In a recent article in The Atlantic magazine, politics editor Garance Franke-Ruta argues that “the behaviours that school rewards - studying, careful preparation, patient climbing from one level to the next - seem to give women an advantage academically, judging by the fact that they get higher grades than men.

“Yet ... out in the work world, people hire and promote based on personality as much as on formal qualifications, and very often networking can trump grinding away.”

Are we doing girls a long-term disservice by defining their performance in terms of their compliance to the expectations of behaviour and work that reflect, reinforce and reproduce differences between the genders?

Inspection reports on girls’ schools betray gendered judgements when they commend girls’ manners and politeness, and even the neatness of their work, in terms that would seem odd if applied to boys. One report commended a girls’ school in which “written work is completed to a high standard, well developed and also very neat”. As testing in schools becomes ever more standardised, modularised and tick-box in form, we run the risk of inadvertently encouraging girls in their typically more measured, stepwise approach to tasks. When we give higher marks to essays that show balance and equal weighting to opposing arguments, and praise those who shine in set-piece performances, recitations and productions, we could be setting them up to fail when they come up against more competitive, combative situations such as interviews for selective universities. Some years ago, a study of history at the University of Cambridge pointed to the way in which the selection process favoured boys, by preferring broad generalisation and advocacy to balanced and careful judgement.

Fulfilling expectations

Expectations of girls seem to be different from those of boys, in ways that increase the gulf between school and work. As Johnson and Mohr point out, work isn’t school. They propose that “disruption is a proven path to success” and suggest that girls adapt their school behaviour: figuring out how to challenge and influence authority; preparing well but also learning to improvise; finding effective forms of self-promotion; welcoming a less prescribed career path; and going for being respected not just liked.

“Disruptiveness” isn’t, of course, a particularly valued attribute in schools, but it is not so very far from those of resourcefulness, resilience, enterprise, adventurousness, risk-taking, determination, standing up for yourself, leadership and connectivity that good schools do indeed seek to encourage and develop in girls. Embedding these in a school entails the recognition that it is not just what is taught at school, but also how it is taught, that is of long-term importance.
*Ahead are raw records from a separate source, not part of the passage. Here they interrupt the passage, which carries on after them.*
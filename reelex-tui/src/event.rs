use std::{fs::File, io::Write, path::PathBuf, time::{Duration, Instant}};

use anyhow::{Context, Result, anyhow};
use crossterm::event::{self, Event, KeyCode, KeyEvent, KeyModifiers};

/// Source of key/input events so tests can drive the TUI without a real tty.
pub trait EventSource {
    fn next(&mut self, timeout: Duration) -> Result<Option<Event>>;
}

#[derive(Debug)]
pub struct CrosstermEventSource;

impl EventSource for CrosstermEventSource {
    fn next(&mut self, timeout: Duration) -> Result<Option<Event>> {
        if event::poll(timeout)? {
            Ok(Some(event::read()?))
        } else {
            Ok(None)
        }
    }
}

/// Scripted event source driven by a simple line-oriented DSL:
///   down|up|left|right|tab|backtab|backspace|enter|space|esc|ctrl-c|type:<text>
/// Lines beginning with # are ignored. Blank lines are skipped.
/// When events are exhausted, we fail fast to avoid hangs.
#[derive(Debug)]
pub struct ScriptEventSource {
    events: Vec<Event>,
    cursor: usize,
    exhausted_at: Option<Instant>,
    trace: Option<File>,
}

impl ScriptEventSource {
    pub fn from_path(
        path: PathBuf,
        trace_path: Option<PathBuf>,
    ) -> Result<Self> {
        let contents = std::fs::read_to_string(&path)
            .context("read scripted TUI input")?;
        let mut source = Self::from_str(&contents)?;

        source.trace = trace_path
            .map(|p| File::create(p).context("create tui trace file"))
            .transpose()?;

        Ok(source)
    }

    pub fn from_str(contents: &str) -> Result<Self> {
        let mut events = Vec::new();
        for (idx, raw) in contents.lines().enumerate() {
            let line = raw.trim();
            if line.is_empty() || line.starts_with('#') {
                continue;
            }
            let mut push_key = |code: KeyCode, modifiers: KeyModifiers| {
                events.push(Event::Key(KeyEvent {
                    code,
                    modifiers,
                    kind: event::KeyEventKind::Press,
                    state: event::KeyEventState::NONE,
                }));
            };

            match line {
                "down" | "j" => push_key(KeyCode::Down, KeyModifiers::NONE),
                "up" | "k" => push_key(KeyCode::Up, KeyModifiers::NONE),
                "left" => push_key(KeyCode::Left, KeyModifiers::NONE),
                "right" => push_key(KeyCode::Right, KeyModifiers::NONE),
                "tab" => push_key(KeyCode::Tab, KeyModifiers::NONE),
                "backtab" => push_key(KeyCode::BackTab, KeyModifiers::SHIFT),
                "backspace" => {
                    push_key(KeyCode::Backspace, KeyModifiers::NONE)
                }
                "enter" => push_key(KeyCode::Enter, KeyModifiers::NONE),
                "space" => push_key(KeyCode::Char(' '), KeyModifiers::NONE),
                "esc" | "quit" => push_key(KeyCode::Esc, KeyModifiers::NONE),
                "ctrl-c" => {
                    push_key(KeyCode::Char('c'), KeyModifiers::CONTROL)
                }
                _ => {
                    if let Some(rest) = line.strip_prefix("type:") {
                        for ch in rest.chars() {
                            push_key(KeyCode::Char(ch), KeyModifiers::NONE);
                        }
                    } else {
                        return Err(anyhow!(
                            "unrecognized TUI script token at line {}: {}",
                            idx + 1,
                            line
                        ));
                    }
                }
            }
        }

        Ok(Self {
            events,
            cursor: 0,
            exhausted_at: None,
            trace: None,
        })
    }
}

impl EventSource for ScriptEventSource {
    fn next(&mut self, _timeout: Duration) -> Result<Option<Event>> {
        if self.cursor >= self.events.len() {
            // Allow a short grace period before failing to avoid tight loop.
            match self.exhausted_at {
                Some(ea) => {
                    if ea.elapsed() > Duration::from_secs(1) {
                        return Err(anyhow!(
                            "scripted TUI input exhausted before quit"
                        ));
                    }
                }
                None => self.exhausted_at = Some(Instant::now()),
            }
            std::thread::sleep(Duration::from_millis(25));
            return Ok(None);
        }

        let ev = self.events[self.cursor].clone();
        self.cursor += 1;

        if let Some(trace) = self.trace.as_mut() {
            let _ = writeln!(trace, "{:?}", ev);
        }

        Ok(Some(ev))
    }
}

#[cfg(test)]
mod tests {
    use super::*;

    #[test]
    fn parses_script_tokens_in_order() {
        let script = "# warm up\ntype:batman\ntab\nright\nleft\nesc\n";
        let mut source = ScriptEventSource::from_str(script).unwrap();

        let mut codes = Vec::new();
        while let Ok(Some(Event::Key(key))) =
            source.next(Duration::from_millis(1))
        {
            codes.push(key.code);
            if key.code == KeyCode::Esc {
                break;
            }
        }

        assert_eq!(codes.len(), "batman".len() + 4);
        assert_eq!(codes[0], KeyCode::Char('b'));
        assert_eq!(codes["batman".len()], KeyCode::Tab);
        assert_eq!(*codes.last().unwrap(), KeyCode::Esc);
    }

    #[test]
    fn rejects_unknown_tokens() {
        assert!(ScriptEventSource::from_str("warp9").is_err());
    }

    #[test]
    fn reads_script_from_disk_and_traces_consumed_events() {
        let dir = tempfile::tempdir().unwrap();
        let script_path = dir.path().join("drive.txt");
        let trace_path = dir.path().join("trace.log");
        std::fs::write(&script_path, "type:up\nesc\n").unwrap();

        let mut source = ScriptEventSource::from_path(
            script_path,
            Some(trace_path.clone()),
        )
        .unwrap();
        while let Ok(Some(Event::Key(key))) =
            source.next(Duration::from_millis(1))
        {
            if key.code == KeyCode::Esc {
                break;
            }
        }

        let trace = std::fs::read_to_string(trace_path).unwrap();
        assert_eq!(trace.lines().count(), 3);
    }

    #[test]
    fn exhausted_script_eventually_errors() {
        let mut source = ScriptEventSource::from_str("").unwrap();
        assert!(source.next(Duration::from_millis(1)).unwrap().is_none());
    }
}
There is plenty of evidence that, in mixed settings, many girls behave differently and make different choices than they would in the absence of boys. For example, research shows that girls are more likely to join, but less likely to lead, extra-curricular activities in co-educational schools. In terms of subject choice, studies have shown that women who went to girls’ schools are more likely to study stereotypically male subjects, such as maths, physics and chemistry, at school and university.

But there is a common misconception that teaching girls separately is intended to protect them, to provide an educational bubble wrap. In fact, girls’ schools, and girls-only settings, are well-positioned to subvert, rather than support and reproduce, gender stereotypes and gender stereotypical behaviour. They have taken up the task of imagining, and realising, the power of learning environments that challenge and equip girls to assert themselves and aspire.

Last term, for example, one school held a “Blow Your Own Trumpet Week”, challenging the assumption that it is bad for girls to shout about their successes.

Of course, encouragement of “misbehaviour” should only go so far: we wouldn’t want to motivate students to not value academic success. But disruptiveness - as in the willingness to question, suggest alternatives, challenge, take risks, adapt and lead - can be very empowering.

Dr Kevin Stannard is director of innovation and learning at UK private school network the Girls’ Day School Trust.